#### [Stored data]

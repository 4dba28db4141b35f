//! Error types for the moving-penetration test manifest
//!
//! This module defines the error types for manifest construction, lookup,
//! loading and configuration. Errors are designed to be actionable: a caller
//! either fixes the manifest or fails fast before any simulation runs.

use std::path::PathBuf;
use thiserror::Error;

/// Manifest construction, lookup and loading errors
#[derive(Error, Debug)]
pub enum ManifestError {
    /// Two records share the same test name
    #[error("Duplicate test case name in manifest: {name}")]
    DuplicateKey { name: String },

    /// Lookup of a name that is not declared
    #[error("Test case not found: {name}")]
    NotFound { name: String },

    /// Record is missing its input file or has no expected outputs
    #[error("Malformed test case record '{name}': {reason}")]
    MalformedRecord { name: String, reason: String },

    /// Syntax error in a legacy spec file
    #[error("Invalid manifest syntax at line {line}: {reason}")]
    Parse { line: usize, reason: String },

    /// Manifest file not found
    #[error("Manifest file not found: {path}")]
    FileNotFound { path: PathBuf },

    /// Format could not be inferred from the file name
    #[error("Cannot infer manifest format for {path}. Use --format to choose one")]
    UnknownFormat { path: PathBuf },

    /// TOML parsing error
    #[error("TOML parsing error in manifest")]
    Toml(#[from] toml::de::Error),

    /// TOML serialization error
    #[error("TOML serialization error")]
    TomlSerialize(#[from] toml::ser::Error),

    /// JSON parsing or serialization error
    #[error("JSON error in manifest")]
    Json(#[from] serde_json::Error),

    /// I/O error reading or writing a manifest
    #[error("I/O error reading manifest")]
    Io(#[from] std::io::Error),
}

impl ManifestError {
    /// Build a malformed-record error for the given case name
    pub fn malformed(name: impl Into<String>, reason: impl Into<String>) -> Self {
        Self::MalformedRecord {
            name: name.into(),
            reason: reason.into(),
        }
    }
}

/// Configuration errors
#[derive(Error, Debug)]
pub enum ConfigError {
    /// Configuration file not found
    #[error("Configuration file not found: {path}")]
    NotFound { path: PathBuf },

    /// Invalid configuration format
    #[error("Invalid configuration format")]
    InvalidFormat(#[from] toml::de::Error),

    /// Invalid configuration value
    #[error("Invalid configuration value for {field}: {value}. {reason}")]
    InvalidValue {
        field: String,
        value: String,
        reason: String,
    },

    /// Could not read the configuration file
    #[error("Failed to read configuration file {path}")]
    Read {
        path: PathBuf,
        #[source]
        source: std::io::Error,
    },
}

/// Top-level application error that can represent any error type
#[derive(Error, Debug)]
pub enum AppError {
    /// Manifest error
    #[error(transparent)]
    Manifest(#[from] ManifestError),

    /// Configuration error
    #[error(transparent)]
    Config(#[from] ConfigError),

    /// Generic I/O error
    #[error(transparent)]
    Io(#[from] std::io::Error),

    /// Generic application error with context
    #[error("Application error: {message}")]
    Generic { message: String },
}

impl AppError {
    /// Create a generic application error with a message
    pub fn generic(message: impl Into<String>) -> Self {
        Self::Generic {
            message: message.into(),
        }
    }

    /// Get error category for logging
    pub fn category(&self) -> &'static str {
        match self {
            AppError::Manifest(ManifestError::NotFound { .. }) => "lookup",
            AppError::Manifest(_) => "manifest",
            AppError::Config(_) => "config",
            AppError::Io(_) => "io",
            AppError::Generic { .. } => "generic",
        }
    }
}

/// Result type alias for convenience
pub type Result<T> = std::result::Result<T, AppError>;

/// Manifest result type alias
pub type ManifestResult<T> = std::result::Result<T, ManifestError>;

/// Configuration result type alias
pub type ConfigResult<T> = std::result::Result<T, ConfigError>;

#[cfg(test)]
mod tests {
    use super::*;

    #[test]
    fn test_error_categories() {
        let lookup = AppError::from(ManifestError::NotFound {
            name: "pl_test9".to_string(),
        });
        assert_eq!(lookup.category(), "lookup");

        let dup = AppError::from(ManifestError::DuplicateKey {
            name: "dup".to_string(),
        });
        assert_eq!(dup.category(), "manifest");

        assert_eq!(AppError::generic("boom").category(), "generic");
    }

    #[test]
    fn test_error_messages_name_the_case() {
        let err = ManifestError::malformed("pl_test2", "expected_outputs is empty");
        let message = err.to_string();
        assert!(message.contains("pl_test2"));
        assert!(message.contains("expected_outputs is empty"));
    }
}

#### [Task directions]
Repeat the entries above verbatim, but only from the line that has "This module defines" down to the line that has "same test name", inclusive.

#### [Solution to this task]
//! This module defines the error types for manifest construction, lookup,
//! loading and configuration. Errors are designed to be actionable: a caller
//! either fixes the manifest or fails fast before any simulation runs.

use std::path::PathBuf;
use thiserror::Error;

/// Manifest construction, lookup and loading errors
#[derive(Error, Debug)]
pub enum ManifestError {
    /// Two records share the same test name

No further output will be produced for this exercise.